After the European Council of 17-18 March endorsed the policy priority areas of the Annual Growth Survey, Valentin Kreilinger writes that national parliaments can play a key role in scrutinising the economic policy surveillance and coordination of the so called ‘European Semester’.

[...] the Economic and Monetary Union is not viable in its current form because member states have not sufficiently oriented their fiscal and economic policies to the requirements of the monetary union. They don’t comply with numerical rules just because they entered contractual agreements. Ownership has been a buzzword of economic governance for a long time, but it still captures the heart of the problem: National governments and parliaments do not see recommendations from European coordination and surveillance mechanisms as ‘theirs’.

Despite the creation and the strengthening of the European Semester, the EU’s yearly cycle of economic policy coordination, acceptance of the common rules and compliance of member states with coordination and surveillance mechanisms are still too low. Involving national parliaments has been acknowledged as important for ensuring legitimacy, ownership and accountability in the Economic and Monetary Union: In June 2015, the Five Presidents’ Report explicitly called for a ‘renewed’ and ‘more integrated’ European Semester. [...]

In a broader perspective, the governance structures, decisions and recommendations associated with the common currency are suffering from a legitimacy deficit. This relates to emergency measures, like providing financial guarantees and support to individual member states whose currency is the euro, as well as to the severe conditionality tied to these rescue packages: Only a few national parliaments, such as the German Bundestag, have robust veto powers, others have not – the national parliaments of countries that had to sign a ‘Memorandum of Understanding’ often find their role reduced to rubber-stamping austerity measures.

A major overhaul of the Economic and Monetary Union is needed and should consist of a package that contains more division of sovereignty, more risk sharing and more democracy. Transferring, sharing or pooling sovereignty is the problem for some countries – more risk sharing is the problem for others. And while, in principle, nobody objects to more democracy, there is no agreement on the precise steps to be taken to organise better democratic control of the Economic and Monetary Union and alleviate the legitimacy deficit.

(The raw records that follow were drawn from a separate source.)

use core::mem::MaybeUninit;
use core::ops::Add;
use core::slice;

use generic_array::sequence::GenericSequence;
use generic_array::{ArrayLength, GenericArray};
use typenum::{Sum, U1};

use crate::common::{self, InsertExt};

use super::ChildPtr;

/// A B+-tree branch: separator keys and child pointers, no values.
///
/// `key_count` separators partition `key_count + 1` children; the subtree
/// under child `i` holds keys in `(key[i-1], key[i]]`.
pub(crate) struct BranchNode<K, CB>
where
    CB: ArrayLength + Add<U1>,
    Sum<CB, U1>: ArrayLength,
{
    keys: GenericArray<MaybeUninit<K>, CB>,
    children: GenericArray<ChildPtr, Sum<CB, U1>>,
    key_count: u8,
}

impl<K, CB> BranchNode<K, CB>
where
    CB: ArrayLength + Add<U1>,
    Sum<CB, U1>: ArrayLength,
{
    pub(crate) fn empty() -> Self {
        BranchNode {
            keys: GenericArray::uninit(),
            children: GenericArray::generate(|_| ChildPtr::null()),
            key_count: 0,
        }
    }

    #[inline]
    pub(crate) fn len(&self) -> usize {
        usize::from(self.key_count)
    }

    #[inline]
    pub(crate) fn is_full(&self) -> bool {
        self.len() == CB::USIZE
    }

    /// The live, sorted prefix of the separator array.
    #[inline]
    pub(crate) fn keys(&self) -> &[K] {
        // SAFETY: the first `key_count` cells are initialised.
        unsafe { slice::from_raw_parts(self.keys.as_ptr().cast::<K>(), self.len()) }
    }

    pub(crate) fn key_at(&self, i: usize) -> &K {
        assert!(i < self.len());
        // SAFETY: i < key_count, so the cell is initialised.
        unsafe { self.keys[i].assume_init_ref() }
    }

    /// Test hook: overwrite a separator in place, bypassing every ordering
    /// rule.
    #[cfg(test)]
    pub(crate) fn set_key(&mut self, i: usize, key: K) {
        assert!(i < self.len());
        // SAFETY: i < key_count, so the cell is initialised; assigning
        // through the reference drops the old key.
        unsafe {
            *self.keys[i].assume_init_mut() = key;
        }
    }

    pub(crate) fn child(&self, i: usize) -> ChildPtr {
        assert!(i <= self.len());
        self.children[i]
    }

    /// Shift-insert separator `key` at `ix` with `child` as its right
    /// child. The branch must have room.
    pub(crate) fn insert_at(&mut self, ix: usize, key: K, child: ChildPtr) {
        assert!(!self.is_full());
        let len = self.len();
        self.keys.insert(ix, len, key);
        self.children.insert(ix + 1, len + 1, child);
        self.key_count += 1;
    }

    /// Split a full branch and place the inbound separator, promoting the
    /// median of the combined run.
    ///
    /// The branch's `CB` separators and the inbound one form a virtual run
    /// of `CB + 1` ordered entries, with the inbound separator at its
    /// lower-bound index `ix`. The run's entry at `CB / 2` is promoted and
    /// returned, the entries below it stay in `self` and the entries above
    /// it move into `right` (an empty branch supplied by the caller), so
    /// both halves end with at least `CB / 2` separators. Unlike a leaf
    /// split the promoted separator is *moved* up: branches hold no data of
    /// their own, so nothing needs to stay behind. `child` is the inbound
    /// separator's right child and follows it.
    pub(crate) fn split_insert(
        &mut self,
        ix: usize,
        key: K,
        child: ChildPtr,
        right: &mut Self,
    ) -> K {
        assert!(self.is_full());
        assert_eq!(right.len(), 0);

        let c = CB::USIZE;
        let h = c / 2;

        if ix < h {
            // The inbound separator lands below the median, which is the
            // cell at h - 1 of the existing separators.
            let moved = c - h;
            // SAFETY: cells [h, c) are initialised and are not read as live
            // values from `self` again (key_count drops below h).
            unsafe {
                common::move_cells(&mut self.keys[h..], &mut right.keys, moved);
            }
            right.children[..moved + 1].copy_from_slice(&self.children[h..c + 1]);
            right.key_count = moved as u8;

            // SAFETY: cell h - 1 is initialised; ownership moves to the
            // caller and key_count is cut below it.
            let separator = unsafe { self.keys[h - 1].assume_init_read() };
            self.key_count = (h - 1) as u8;
            self.insert_at(ix, key, child);
            separator
        } else if ix == h {
            // The inbound separator is the median itself; its right child
            // leads the new sibling.
            let moved = c - h;
            // SAFETY: cells [h, c) are initialised and are not read as live
            // values from `self` again (key_count drops to h).
            unsafe {
                common::move_cells(&mut self.keys[h..], &mut right.keys, moved);
            }
            right.children[0] = child;
            right.children[1..moved + 1].copy_from_slice(&self.children[h + 1..c + 1]);
            right.key_count = moved as u8;
            self.key_count = h as u8;
            key
        } else {
            // The inbound separator lands above the median at h.
            let moved = c - h - 1;
            // SAFETY: cells [h + 1, c) are initialised and are not read as
            // live values from `self` again (key_count drops to h).
            unsafe {
                common::move_cells(&mut self.keys[h + 1..], &mut right.keys, moved);
            }
            right.children[..moved + 1].copy_from_slice(&self.children[h + 1..c + 1]);
            right.key_count = moved as u8;

            // SAFETY: cell h is initialised; ownership moves to the caller
            // and key_count is cut below it.
            let separator = unsafe { self.keys[h].assume_init_read() };
            self.key_count = h as u8;
            right.insert_at(ix - h - 1, key, child);
            separator
        }
    }

    /// Turn an empty branch into the root produced by a full-height split.
    pub(crate) fn init_root(&mut self, key: K, left: ChildPtr, right: ChildPtr) {
        assert_eq!(self.len(), 0);
        self.keys[0].write(key);
        self.children[0] = left;
        self.children[1] = right;
        self.key_count = 1;
    }

    /// Drop every live separator. Children are not touched; the caller
    /// walks them first.
    pub(crate) fn drop_contents(&mut self) {
        for i in 0..self.len() {
            // SAFETY: cells below `key_count` are initialised and dropped
            // exactly once here.
            unsafe {
                self.keys[i].assume_init_drop();
            }
        }
        self.key_count = 0;
    }
}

Parliamentary scrutiny of the day-to-day coordination and surveillance of fiscal and economic policies could address the problem that adaptation of national parliaments to the stronger surveillance and coordination mechanisms in the Economic and Monetary Union has so far only happened in an asymmetric way. Properly involving parliaments in order to address the lack of national ownership in the coordination and surveillance procedures should become a key element in the institutional dimension of completing the Economic and Monetary Union.

Such a strengthening of parliamentary scrutiny could happen at the national and the European level (national parliamentary scrutiny over national governments; the European Parliament’s scrutiny over the European Commission), but cross-level scrutiny (e.g. more hearings of EU Commissioners in national parliaments; and more hearings of national ministers in the European Parliament) or inter-parliamentary scrutiny (joint scrutiny by national parliaments and the European Parliament over the executives) should also take place more often.